Micronautes (or also μNautes *) is an initiative that was created with the aim of making current news, curiosities, basic concepts and the history of the world of microbiology available to the general public. Keeping scientific rigor, but always maintaining a point of humor, we emark on this trip!

 

Micronautes is formed by microbiologists passionate for scientific outreach:

Andrea Aran Garriga. I graduated in Microbiology in 2013 at the Universitat Autònoma de Barcelona (UAB) with the first promotion of microbiologists. I did a Master’s Degree in Advanced Immunology the following year. I am currently a predoctoral student in Advanced Immunology at the Biotechnology and Biomedicine Institute of the UAB. My research focuses on the role of lymphocytes and the immune system in breast cancer.

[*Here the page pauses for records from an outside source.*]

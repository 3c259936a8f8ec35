//! Cronhands - recurring shell job scheduler
//!
//! Main entry point for the cronhands daemon and CLI.

mod cli;
mod cmd_job;
mod cmd_run;

use std::path::Path;

use clap::Parser;
use tracing::{info, warn};
use tracing_appender::rolling::{RollingFileAppender, Rotation};
use tracing_subscriber::{EnvFilter, fmt, layer::SubscriberExt, util::SubscriberInitExt};

use cronhands_config::{Config, ConfigLoader, ConfigValidator, LoggingConfig};
use cronhands_executor::validate_command;

use cli::{Cli, Commands};

/// Initialize tracing: console output plus, when a log directory is
/// configured, a daily-rotated file.
///
/// `RUST_LOG` overrides the configured level.
fn init_tracing(logging: &LoggingConfig) -> Result<(), Box<dyn std::error::Error>> {
    let env_filter = EnvFilter::try_from_default_env()
        .or_else(|_| EnvFilter::try_new(&logging.level))
        .unwrap_or_else(|_| EnvFilter::new("info"));

    let file_layer = match &logging.directory {
        Some(directory) => {
            let log_dir = ConfigLoader::expand_path(directory);
            std::fs::create_dir_all(&log_dir)?;

            let file_appender = RollingFileAppender::builder()
                .rotation(Rotation::DAILY)
                .filename_prefix("cronhands")
                .filename_suffix("log")
                .max_log_files(30)
                .build(&log_dir)?;
            let (non_blocking, guard) = tracing_appender::non_blocking(file_appender);

            // Dropping the guard stops the writer thread.
            static GUARD: std::sync::OnceLock<tracing_appender::non_blocking::WorkerGuard> =
                std::sync::OnceLock::new();
            let _ = GUARD.set(guard);

            Some(fmt::layer().with_writer(non_blocking).with_ansi(false))
        }
        None => None,
    };

    tracing_subscriber::registry()
        .with(env_filter)
        .with(fmt::layer().with_target(true))
        .with(file_layer)
        .init();

    Ok(())
}

/// Load the config and reject it on the first validation error.
fn load_config(path: Option<&Path>) -> Result<Config, Box<dyn std::error::Error>> {
    let config = ConfigLoader::load_or_default(path)?;
    ConfigValidator::validate(&config).into_result()?;
    Ok(config)
}

fn check_config(path: Option<&Path>) -> Result<(), Box<dyn std::error::Error>> {
    let config = ConfigLoader::load_or_default(path)?;
    let result = ConfigValidator::validate(&config);

    for warning in &result.warnings {
        println!("warning: {}: {}", warning.path, warning.message);
    }
    for error in &result.errors {
        println!("error: {}: {}", error.path, error.message);
    }

    if result.is_valid() {
        println!("Configuration OK");
        Ok(())
    } else {
        Err(format!("{} configuration error(s)", result.errors.len()).into())
    }
}

#[tokio::main]
async fn main() -> Result<(), Box<dyn std::error::Error>> {
    let cli = Cli::parse();
    let config_path = cli.config.as_deref();

    match cli.command {
        Some(Commands::CheckConfig) => check_config(config_path),
        Some(Commands::ValidateCommand { command }) => {
            let config = load_config(config_path)?;
            validate_command(&command, &config.executor.allowed_commands)?;
            println!("Command OK");
            Ok(())
        }
        Some(Commands::Job { action }) => {
            let config = load_config(config_path)?;
            init_tracing(&config.logging)?;
            cmd_job::handle_job_command(action, config).await
        }
        None | Some(Commands::Run) => {
            let config = load_config(config_path)?;
            init_tracing(&config.logging)?;
            for warning in ConfigValidator::validate(&config).warnings {
                warn!("Config {}: {}", warning.path, warning.message);
            }
            info!("Starting cronhands v{}", env!("CARGO_PKG_VERSION"));
            cmd_run::run(config).await
        }
    }
}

Despite having professionally abandoned microbiology, I have not done it personally.

 

 

Eloi Parladé Molist, PhD. First promotion graduate of the degree in Microbiology at the UAB (2009-2013). I did the Master’s Degree in Applied Microbiology and studied wastewater treatment systems in my doctoral thesis. Nowadays I work with recombinant protein developing a product to treat metastasis in colorectal cancer pacients. My great motivation? Being able to combine my passions: art and scientific outreach.

 

 

Marta Llorens Fons, PhD. I graduated in Biology, by the UAB, and I obtained my doctorate in Microbiology, in this same university, in 2018. My thesis was based on the study of the lipid compounds of the mycobacterial wall and their relationship with virulence. Since I was little I was interested in biology, thanks to the science dissemination magazines that made it more understandable to me. Now I want to be the one to bring science closer to those who may not be so familiar with it. That is why I am immersing myself in the world of scientific communication and dissemination.

 

*For the most curious, the “u” in unautes.com represents the twelfth letter of the Greek alphabet: μ (“mu”). In science, it indicates a millionth unit and its use is very common in microbiology. A bacterium typically ranges from 0.5 to 5 μm!